- _WHAT IS EXPECTED_: Could you copy each line of the entries that contains "bool"?

- _DATA LISTING_:
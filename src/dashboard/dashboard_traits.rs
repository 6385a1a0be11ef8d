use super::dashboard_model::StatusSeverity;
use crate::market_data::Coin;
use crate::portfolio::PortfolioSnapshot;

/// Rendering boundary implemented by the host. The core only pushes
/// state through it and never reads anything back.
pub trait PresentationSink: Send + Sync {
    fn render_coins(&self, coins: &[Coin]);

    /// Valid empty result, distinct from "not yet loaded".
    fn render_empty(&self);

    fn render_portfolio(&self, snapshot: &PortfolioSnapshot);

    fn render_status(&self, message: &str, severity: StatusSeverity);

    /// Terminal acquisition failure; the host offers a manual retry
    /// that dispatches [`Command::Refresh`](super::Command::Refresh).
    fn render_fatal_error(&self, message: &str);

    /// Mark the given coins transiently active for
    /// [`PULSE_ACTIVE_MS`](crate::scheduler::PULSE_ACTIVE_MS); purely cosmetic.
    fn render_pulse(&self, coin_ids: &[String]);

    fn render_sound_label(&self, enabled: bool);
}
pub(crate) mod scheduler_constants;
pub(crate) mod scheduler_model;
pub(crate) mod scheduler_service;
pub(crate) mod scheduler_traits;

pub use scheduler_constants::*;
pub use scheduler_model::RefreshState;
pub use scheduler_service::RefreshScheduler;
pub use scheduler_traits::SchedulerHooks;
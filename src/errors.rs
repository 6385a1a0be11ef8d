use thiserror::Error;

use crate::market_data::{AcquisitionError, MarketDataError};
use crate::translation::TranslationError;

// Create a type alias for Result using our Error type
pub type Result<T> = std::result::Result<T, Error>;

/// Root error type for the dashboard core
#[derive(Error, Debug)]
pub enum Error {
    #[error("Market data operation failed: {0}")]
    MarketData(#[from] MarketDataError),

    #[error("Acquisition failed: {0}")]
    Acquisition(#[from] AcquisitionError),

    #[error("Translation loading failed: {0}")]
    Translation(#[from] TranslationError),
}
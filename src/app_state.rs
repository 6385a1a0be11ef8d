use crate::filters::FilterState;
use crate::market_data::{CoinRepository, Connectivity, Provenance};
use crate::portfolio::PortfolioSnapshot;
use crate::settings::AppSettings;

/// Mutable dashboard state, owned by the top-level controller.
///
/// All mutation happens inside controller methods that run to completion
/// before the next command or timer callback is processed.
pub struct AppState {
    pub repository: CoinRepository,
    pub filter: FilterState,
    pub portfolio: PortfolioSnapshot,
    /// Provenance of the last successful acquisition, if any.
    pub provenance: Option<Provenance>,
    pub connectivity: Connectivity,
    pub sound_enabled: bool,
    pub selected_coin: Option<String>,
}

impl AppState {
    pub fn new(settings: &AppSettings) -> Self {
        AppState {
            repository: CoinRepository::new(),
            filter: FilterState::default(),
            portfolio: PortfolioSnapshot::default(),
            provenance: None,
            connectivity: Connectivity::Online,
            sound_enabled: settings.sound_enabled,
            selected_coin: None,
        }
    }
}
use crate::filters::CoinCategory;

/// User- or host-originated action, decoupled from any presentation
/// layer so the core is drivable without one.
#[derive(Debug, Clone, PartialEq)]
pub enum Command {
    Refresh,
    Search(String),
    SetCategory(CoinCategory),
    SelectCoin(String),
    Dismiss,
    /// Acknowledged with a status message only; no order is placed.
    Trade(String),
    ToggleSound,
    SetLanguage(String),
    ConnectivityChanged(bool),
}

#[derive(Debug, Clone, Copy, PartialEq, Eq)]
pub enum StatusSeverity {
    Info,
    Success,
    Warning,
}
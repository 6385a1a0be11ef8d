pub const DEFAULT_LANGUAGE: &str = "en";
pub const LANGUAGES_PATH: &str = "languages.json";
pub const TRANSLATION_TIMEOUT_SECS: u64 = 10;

- _SOLUTION_:
    fn render_sound_label(&self, enabled: bool);
    pub sound_enabled: bool,
    ConnectivityChanged(bool),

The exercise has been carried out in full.